Career coaching record
- UIL: 1,416–355 (.800)
- Women's Basketball Hall of Fame

= Leta Andrews =

American basketball coach

Leta Mae Rains Andrews (born July 2, 1937) is a retired American high school basketball coach who holds the record for the most wins by a high school basketball coach.

==Biography==
Andrews was born near Granbury and graduated from Granbury High School in 1955. She grew up with brothers Walter and George, and sister Shirley who also played and later coached girls basketball.

Clyde Rains held Shirley back for one year in school so she and Leta could play basketball together for four years in high school. Together, the Rains sisters led Granbury to the state championship game in 1954 and 1955, losing both years to Dimmitt.

==Coaching career==
Andrews coached high school basketball for fifty-two years at five high schools in Texas from 1962 to 2014, leading those teams to sixteen state Final Four appearances, and a state championship in 1990. Andrews served as Head coach of the McDonald's All-American Game West team in 2004, and the Gatorade All-America team in 2009. In 2007, she was named the NHSCA National High School Coach of the Year and received the Morgan Wootten Lifetime Achievement Award. She was inducted into the High School Basketball Hall of Fame in 1995, the Women's Basketball Hall of Fame in 2010, and the Texas Sports Hall of Fame in 2012. She is a three-time finalist for induction into the Naismith Memorial Basketball Hall of Fame (2015, 2016, 2019).

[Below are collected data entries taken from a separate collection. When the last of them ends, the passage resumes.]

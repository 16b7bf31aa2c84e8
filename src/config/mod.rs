pub mod store;

pub use store::ConfigStore;

use crate::models::{ActivitySettings, SimulationKey};
use std::sync::{Arc, PoisonError, RwLock};

/// Supplies the settings for each activity cycle.
///
/// Implementations must return a consistent snapshot: all fields read under one
/// lock, never torn across a concurrent update.
pub trait SettingsSource: Send + Sync {
    fn current_settings(&self) -> ActivitySettings;
}

/// In-memory settings that can be changed while a simulator is running.
#[derive(Debug, Default)]
pub struct SharedSettings {
    inner: RwLock<ActivitySettings>,
}

impl SharedSettings {
    pub fn new(settings: ActivitySettings) -> Self {
        Self {
            inner: RwLock::new(settings),
        }
    }

    pub fn get(&self) -> ActivitySettings {
        self.inner
            .read()
            .unwrap_or_else(PoisonError::into_inner)
            .clone()
    }

    pub fn set(&self, settings: ActivitySettings) {
        *self.inner.write().unwrap_or_else(PoisonError::into_inner) = settings;
    }

    /// Apply `f` to the settings under a single write lock.
    pub fn update<F>(&self, f: F)
    where
        F: FnOnce(&mut ActivitySettings),
    {
        let mut guard = self.inner.write().unwrap_or_else(PoisonError::into_inner);
        f(&mut guard);
    }
}

impl SettingsSource for SharedSettings {
    fn current_settings(&self) -> ActivitySettings {
        self.get()
    }
}

/// Values that replace the corresponding fields of every snapshot
#[derive(Debug, Clone, Copy, Default, PartialEq, Eq)]
pub struct SettingsOverrides {
    pub interval_seconds: Option<u32>,
    pub simulation_key: Option<SimulationKey>,
    pub mouse_movement_enabled: Option<bool>,
    pub keyboard_simulation_enabled: Option<bool>,
}

impl SettingsOverrides {
    pub fn is_empty(&self) -> bool {
        *self == Self::default()
    }

    pub fn apply(&self, mut settings: ActivitySettings) -> ActivitySettings {
        if let Some(interval) = self.interval_seconds {
            settings.interval_seconds = interval;
        }
        if let Some(key) = self.simulation_key {
            settings.simulation_key = key;
        }
        if let Some(enabled) = self.mouse_movement_enabled {
            settings.mouse_movement_enabled = enabled;
        }
        if let Some(enabled) = self.keyboard_simulation_enabled {
            settings.keyboard_simulation_enabled = enabled;
        }
        settings
    }
}

/// A source whose snapshots are the base source's with overrides applied.
///
/// The base is still consulted on every call, so edits to it show up in the
/// next cycle for any field that is not overridden.
pub struct OverlaySettings {
    base: Arc<dyn SettingsSource>,
    overrides: SettingsOverrides,
}

impl OverlaySettings {
    pub fn new(base: Arc<dyn SettingsSource>, overrides: SettingsOverrides) -> Self {
        Self { base, overrides }
    }
}

impl SettingsSource for OverlaySettings {
    fn current_settings(&self) -> ActivitySettings {
        self.overrides.apply(self.base.current_settings())
    }
}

With her 1,218th win on December 9, 2005, Andrews became the nation's winningest high school girls’ coach, passing Bradley Central High School (Cleveland, Tennessee) coach Jim Smiddy. She became the winningest high school coach basketball coach (boys or girls) on December 7, 2010, with 1,334 wins, passing retired Dunbar High School coach Robert Hughes Sr.

==Personal life==
Andrews was married to her husband David Andrews (March 6, 1937 – March 28, 2018) for 62 years. She and David raised three daughters who were each Texas All-State high school basketball players, all of whom played college basketball for Hall of Fame coach Jody Conradt at the University of Texas. Daughter Linda Andrews Waggoner is a retired high school girls basketball coach who is also a member of the Texas High School Basketball Hall of Fame (1999), and the University of Texas Sports Hall of Fame (2003).

==Popular culture==
Narrated by NBA Basketball Hall of Famer Bill Walton, It's All in the Game: The Leta Andrews Story is a documentary film that tells the story of Andrews's upbringing on the family farm outside of Granbury.